The problem
The tables were holding the product back. As the platform prepared to onboard real clients, two things made it clear a fix was overdue.
- No visual hierarchy: content was left-aligned with no headers, no consistent spacing, and no clear structure
- No component system: every page had its own one-off solution, making each new feature a mess to build
Bulk actions, column customization, filters: all harder to ship than they needed to be because nothing was built on a shared foundation.

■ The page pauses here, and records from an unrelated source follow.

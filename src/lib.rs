//! objdef - object definitions for a dependency-injection container
//!
//! This library reads object definitions from several configuration dialects
//! into one dialect-neutral model. Values inside a definition stay unresolved
//! until a container hands a [`Registry`] to [`ValueDefinition::resolve`].
//!
//! # Example
//!
//! ```rust
//! use objdef::{DefinitionReader, Source, XmlConfig};
//!
//! let xml = r#"
//!     <objects xmlns="http://www.springframework.org/springpython/schema/objects">
//!         <object id="base" class="shop.Service" abstract="true">
//!             <constructor-arg><value>A</value></constructor-arg>
//!             <constructor-arg><value>B</value></constructor-arg>
//!         </object>
//!         <object id="child" parent="base">
//!             <constructor-arg/>
//!             <constructor-arg><value>C</value></constructor-arg>
//!             <constructor-arg><value>D</value></constructor-arg>
//!         </object>
//!     </objects>"#;
//!
//! let objects = XmlConfig::new([Source::inline("context.xml", xml)])
//!     .read_definitions()
//!     .unwrap();
//!
//! let child = &objects[1];
//! assert_eq!(child.factory.to_string(), "shop.Service");
//! assert_eq!(child.constructor_args.len(), 3);
//! ```

pub mod error;
pub mod literal;
pub mod manifest;
pub mod model;
pub mod readers;
pub mod template;

use std::path::{Path, PathBuf};

pub use error::{LiteralError, ReadError};
pub use manifest::{Manifest, ManifestError, SourceEntry};
pub use model::{
    BuiltinType, Factory, FrozenSet, Instance, Literal, ObjectDefinition, ProgrammaticFactory,
    Registry, RegistryError, Scope, ScopeError, StaticRegistry, Value, ValueDefinition,
};
pub use readers::{
    read_sources, DefinitionReader, Dialect, LegacyXmlConfig, ObjectDeclaration,
    ProgrammaticConfig, Source, SpringBeansConfig, XmlConfig, YamlConfig,
};

/// Options for reading files named on the command line
#[derive(Debug, Clone, Default)]
pub struct ReadOptions {
    /// Dialect forced for every file; detected per file when unset
    pub dialect: Option<Dialect>,
    /// Directory relative paths are resolved against
    pub base_dir: Option<PathBuf>,
}

impl ReadOptions {
    /// Create options with defaults
    pub fn new() -> Self {
        Self::default()
    }

    /// Force one dialect for every file
    pub fn with_dialect(mut self, dialect: Option<Dialect>) -> Self {
        self.dialect = dialect;
        self
    }

    /// Resolve relative paths against `base_dir`
    pub fn with_base_dir(mut self, base_dir: impl Into<PathBuf>) -> Self {
        self.base_dir = Some(base_dir.into());
        self
    }

    fn resolve(&self, path: &Path) -> PathBuf {
        match &self.base_dir {
            Some(base) if path.is_relative() => base.join(path),
            _ => path.to_path_buf(),
        }
    }
}

/// Read definition files in order
///
/// Consecutive files of the same dialect share one reader, so templates are
/// still looked up per file.
pub fn read_files<P: AsRef<Path>>(
    paths: impl IntoIterator<Item = P>,
    options: &ReadOptions,
) -> Result<Vec<ObjectDefinition>, ReadError> {
    read_sources(
        paths
            .into_iter()
            .map(|path| (Source::File(options.resolve(path.as_ref())), options.dialect)),
    )
}

#[cfg(test)]
mod tests {
    use super::*;

    #[test]
    fn test_read_options_builder() {
        let options = ReadOptions::new()
            .with_dialect(Some(Dialect::Yaml))
            .with_base_dir("/srv");
        assert_eq!(options.dialect, Some(Dialect::Yaml));
        assert_eq!(options.resolve(Path::new("ctx.yaml")), PathBuf::from("/srv/ctx.yaml"));
        assert_eq!(options.resolve(Path::new("/abs.yaml")), PathBuf::from("/abs.yaml"));
    }

    #[test]
    fn test_read_files_reports_missing_file() {
        let err = read_files(["no/such/file.yaml"], &ReadOptions::new()).unwrap_err();
        assert!(matches!(err, ReadError::Io { .. }));
    }
}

The original table listing: no column headers, no visual hierarchy, and no consistent structure across pages.
The approach
Before touching Figma, I mapped out every component that lived inside a table listing across the platform, then ran internal interviews to understand where things were actually breaking down.
- Component audit across all table listings: headers, CTAs, filters, sort, search, pagination, bulk actions, status pills, labels, kebab menus
- Internal interviews with sales and engineering to capture real pain points
- User personas built around non-technical users. If they can navigate easily, technical users can too
External research wasn't possible yet (the user base was small), but the internal signal was directionally strong. The personas gave us a clear bar to design for.

User personas focused on non-technical users. Designing for the harder case meant anything we shipped would hold up for everyone.

Key pain points surfaced through internal interviews: cramped layout, no responsive behavior, missing headers, and inconsistent visual design across pages.
The design
I tackled it in tiers: prioritize the most problematic pages, hand off to engineering, observe, then move on. This kept the Figma files manageable and let us learn before committing to the next page.
- Column headers with clear visual hierarchy
- Checkboxes for bulk selection
- Utility bar: search, filter, sort, and primary CTA
- Pagination and empty states
- Responsive behavior: columns collapse and the table scrolls at smaller sizes
Bulk actions got descoped in the first iteration: resource-heavy and not a client priority yet. Labels moved out of their own dropdown and into filters. Small calls, but both came from conversations with PM and engineering, not made in isolation.

The shipped design. Consistent headers, clear hierarchy, and a utility bar that scales as features get added.

Early wireframes annotating the new utility bar structure: search, filter, sort, CTA, and column headers.
Takeaway
A design system project lives or dies by how well it's broken down. Tackling components individually before integrating them meant each piece got proper attention without losing the thread of the whole. The tiered rollout meant engineering could ship incrementally, which on a small team with limited resources made the whole thing actually possible.